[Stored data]
↓↓↓

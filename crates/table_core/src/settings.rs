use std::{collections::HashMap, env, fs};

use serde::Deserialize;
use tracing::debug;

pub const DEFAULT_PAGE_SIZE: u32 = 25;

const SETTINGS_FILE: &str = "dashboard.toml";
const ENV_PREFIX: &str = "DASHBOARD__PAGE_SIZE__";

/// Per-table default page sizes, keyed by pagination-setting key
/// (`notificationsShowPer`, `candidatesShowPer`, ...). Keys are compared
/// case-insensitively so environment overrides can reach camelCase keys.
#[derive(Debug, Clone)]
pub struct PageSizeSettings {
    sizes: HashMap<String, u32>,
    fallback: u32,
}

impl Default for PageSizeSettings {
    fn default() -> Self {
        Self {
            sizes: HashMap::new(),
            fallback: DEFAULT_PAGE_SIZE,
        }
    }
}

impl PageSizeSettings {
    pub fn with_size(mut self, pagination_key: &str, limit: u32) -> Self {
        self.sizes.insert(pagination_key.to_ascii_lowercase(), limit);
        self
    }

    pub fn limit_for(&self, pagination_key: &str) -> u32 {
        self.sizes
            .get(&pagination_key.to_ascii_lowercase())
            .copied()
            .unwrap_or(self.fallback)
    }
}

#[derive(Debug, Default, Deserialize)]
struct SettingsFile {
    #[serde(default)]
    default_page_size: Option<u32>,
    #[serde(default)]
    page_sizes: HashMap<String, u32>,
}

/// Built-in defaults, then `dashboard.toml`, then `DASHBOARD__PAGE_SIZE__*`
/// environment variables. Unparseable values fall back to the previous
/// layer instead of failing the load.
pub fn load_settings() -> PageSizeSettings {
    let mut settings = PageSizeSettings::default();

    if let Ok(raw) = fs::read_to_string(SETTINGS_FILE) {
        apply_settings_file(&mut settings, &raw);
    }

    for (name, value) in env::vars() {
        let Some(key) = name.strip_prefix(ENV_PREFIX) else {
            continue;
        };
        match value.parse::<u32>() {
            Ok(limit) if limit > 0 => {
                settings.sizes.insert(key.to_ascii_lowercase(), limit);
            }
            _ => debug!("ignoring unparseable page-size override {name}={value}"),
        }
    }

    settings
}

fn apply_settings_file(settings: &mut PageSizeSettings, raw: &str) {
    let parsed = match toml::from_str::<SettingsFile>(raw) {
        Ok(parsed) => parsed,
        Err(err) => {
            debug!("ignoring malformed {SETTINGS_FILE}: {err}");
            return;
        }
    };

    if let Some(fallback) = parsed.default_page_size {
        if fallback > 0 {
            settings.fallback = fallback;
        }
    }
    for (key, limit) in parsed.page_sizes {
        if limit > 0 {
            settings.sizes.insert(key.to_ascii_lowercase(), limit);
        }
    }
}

↑↑↑

◆ Problem statement:
Start with the line above that contains "by pagination-setting key" and stop after the line that contains "fn apply_settings_file(settings: &mut". Output those lines exactly, and only those.

◆ Task output:
/// Per-table default page sizes, keyed by pagination-setting key
/// (`notificationsShowPer`, `candidatesShowPer`, ...). Keys are compared
/// case-insensitively so environment overrides can reach camelCase keys.
#[derive(Debug, Clone)]
pub struct PageSizeSettings {
    sizes: HashMap<String, u32>,
    fallback: u32,
}

impl Default for PageSizeSettings {
    fn default() -> Self {
        Self {
            sizes: HashMap::new(),
            fallback: DEFAULT_PAGE_SIZE,
        }
    }
}

impl PageSizeSettings {
    pub fn with_size(mut self, pagination_key: &str, limit: u32) -> Self {
        self.sizes.insert(pagination_key.to_ascii_lowercase(), limit);
        self
    }

    pub fn limit_for(&self, pagination_key: &str) -> u32 {
        self.sizes
            .get(&pagination_key.to_ascii_lowercase())
            .copied()
            .unwrap_or(self.fallback)
    }
}

#[derive(Debug, Default, Deserialize)]
struct SettingsFile {
    #[serde(default)]
    default_page_size: Option<u32>,
    #[serde(default)]
    page_sizes: HashMap<String, u32>,
}

/// Built-in defaults, then `dashboard.toml`, then `DASHBOARD__PAGE_SIZE__*`
/// environment variables. Unparseable values fall back to the previous
/// layer instead of failing the load.
pub fn load_settings() -> PageSizeSettings {
    let mut settings = PageSizeSettings::default();

    if let Ok(raw) = fs::read_to_string(SETTINGS_FILE) {
        apply_settings_file(&mut settings, &raw);
    }

    for (name, value) in env::vars() {
        let Some(key) = name.strip_prefix(ENV_PREFIX) else {
            continue;
        };
        match value.parse::<u32>() {
            Ok(limit) if limit > 0 => {
                settings.sizes.insert(key.to_ascii_lowercase(), limit);
            }
            _ => debug!("ignoring unparseable page-size override {name}={value}"),
        }
    }

    settings
}

fn apply_settings_file(settings: &mut PageSizeSettings, raw: &str) {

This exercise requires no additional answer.